▸ **WHAT NEEDS TO BE DONE**
Output range, inclusive: from the line containing "pub fn apply_delta(&mut" to the line containing "let delta = match". Restate those lines from the data below word for word and only those.

▸ **AVAILABLE DATA**
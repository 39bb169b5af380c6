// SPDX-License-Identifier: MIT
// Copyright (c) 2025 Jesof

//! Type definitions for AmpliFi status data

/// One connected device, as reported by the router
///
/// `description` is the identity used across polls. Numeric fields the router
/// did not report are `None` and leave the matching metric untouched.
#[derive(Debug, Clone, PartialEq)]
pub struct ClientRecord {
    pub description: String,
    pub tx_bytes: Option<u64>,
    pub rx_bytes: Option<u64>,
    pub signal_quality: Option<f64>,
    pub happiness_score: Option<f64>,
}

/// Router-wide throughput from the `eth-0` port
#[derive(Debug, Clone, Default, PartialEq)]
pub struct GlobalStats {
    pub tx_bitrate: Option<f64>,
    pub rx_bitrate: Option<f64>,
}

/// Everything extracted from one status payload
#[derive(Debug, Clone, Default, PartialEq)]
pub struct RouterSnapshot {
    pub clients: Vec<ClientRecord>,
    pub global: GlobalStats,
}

==

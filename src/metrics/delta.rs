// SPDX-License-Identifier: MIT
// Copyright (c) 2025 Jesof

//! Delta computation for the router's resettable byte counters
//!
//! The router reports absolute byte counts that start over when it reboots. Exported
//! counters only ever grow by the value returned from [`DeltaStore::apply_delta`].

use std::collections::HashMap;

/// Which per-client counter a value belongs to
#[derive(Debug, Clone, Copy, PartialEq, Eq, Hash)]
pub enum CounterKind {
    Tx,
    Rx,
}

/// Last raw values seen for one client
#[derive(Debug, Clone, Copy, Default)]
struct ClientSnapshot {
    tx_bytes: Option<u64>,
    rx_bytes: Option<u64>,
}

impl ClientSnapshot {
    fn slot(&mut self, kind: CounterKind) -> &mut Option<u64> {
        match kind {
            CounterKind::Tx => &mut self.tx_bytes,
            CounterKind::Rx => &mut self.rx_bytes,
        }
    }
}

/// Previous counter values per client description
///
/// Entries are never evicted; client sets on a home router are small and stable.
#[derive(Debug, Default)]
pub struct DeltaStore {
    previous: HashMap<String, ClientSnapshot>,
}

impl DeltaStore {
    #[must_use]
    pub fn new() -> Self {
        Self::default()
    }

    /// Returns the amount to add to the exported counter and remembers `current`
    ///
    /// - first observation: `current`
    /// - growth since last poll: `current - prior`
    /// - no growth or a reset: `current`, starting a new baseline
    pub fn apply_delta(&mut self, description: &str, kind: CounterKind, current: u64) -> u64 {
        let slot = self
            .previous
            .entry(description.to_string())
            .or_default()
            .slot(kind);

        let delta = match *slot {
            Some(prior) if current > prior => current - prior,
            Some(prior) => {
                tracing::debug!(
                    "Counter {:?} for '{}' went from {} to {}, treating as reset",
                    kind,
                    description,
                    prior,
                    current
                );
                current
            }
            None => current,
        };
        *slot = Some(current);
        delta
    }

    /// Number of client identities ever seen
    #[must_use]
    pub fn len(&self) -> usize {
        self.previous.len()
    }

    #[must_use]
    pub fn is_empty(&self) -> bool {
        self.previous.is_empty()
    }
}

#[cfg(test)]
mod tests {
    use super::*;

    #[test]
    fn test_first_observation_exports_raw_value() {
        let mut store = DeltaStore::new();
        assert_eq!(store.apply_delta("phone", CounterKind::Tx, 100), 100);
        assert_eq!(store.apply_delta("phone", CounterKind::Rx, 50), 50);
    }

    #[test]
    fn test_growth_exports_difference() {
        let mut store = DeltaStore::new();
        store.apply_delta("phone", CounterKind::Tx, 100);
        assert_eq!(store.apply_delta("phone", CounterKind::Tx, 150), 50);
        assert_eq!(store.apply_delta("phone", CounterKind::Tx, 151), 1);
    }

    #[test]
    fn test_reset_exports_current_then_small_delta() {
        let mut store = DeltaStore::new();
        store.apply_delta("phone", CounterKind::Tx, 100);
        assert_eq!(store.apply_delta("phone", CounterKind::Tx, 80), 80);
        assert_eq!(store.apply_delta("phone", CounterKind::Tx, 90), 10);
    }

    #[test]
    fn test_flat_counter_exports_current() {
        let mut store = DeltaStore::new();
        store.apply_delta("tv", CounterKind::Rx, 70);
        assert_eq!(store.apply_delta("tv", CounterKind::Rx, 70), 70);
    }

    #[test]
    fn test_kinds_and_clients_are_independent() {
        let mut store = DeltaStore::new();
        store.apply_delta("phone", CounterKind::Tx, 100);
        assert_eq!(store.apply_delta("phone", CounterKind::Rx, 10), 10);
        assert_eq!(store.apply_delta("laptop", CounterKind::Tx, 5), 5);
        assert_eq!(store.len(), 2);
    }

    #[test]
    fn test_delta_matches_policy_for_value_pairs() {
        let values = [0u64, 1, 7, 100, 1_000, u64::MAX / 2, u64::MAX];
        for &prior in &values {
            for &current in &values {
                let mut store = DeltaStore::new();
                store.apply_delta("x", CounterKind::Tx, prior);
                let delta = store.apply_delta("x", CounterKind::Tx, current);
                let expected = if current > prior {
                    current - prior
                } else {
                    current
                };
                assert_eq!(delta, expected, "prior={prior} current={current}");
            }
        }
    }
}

▸ **EXERCISE RESPONSE**
    pub fn apply_delta(&mut self, description: &str, kind: CounterKind, current: u64) -> u64 {
        let slot = self
            .previous
            .entry(description.to_string())
            .or_default()
            .slot(kind);

        let delta = match *slot {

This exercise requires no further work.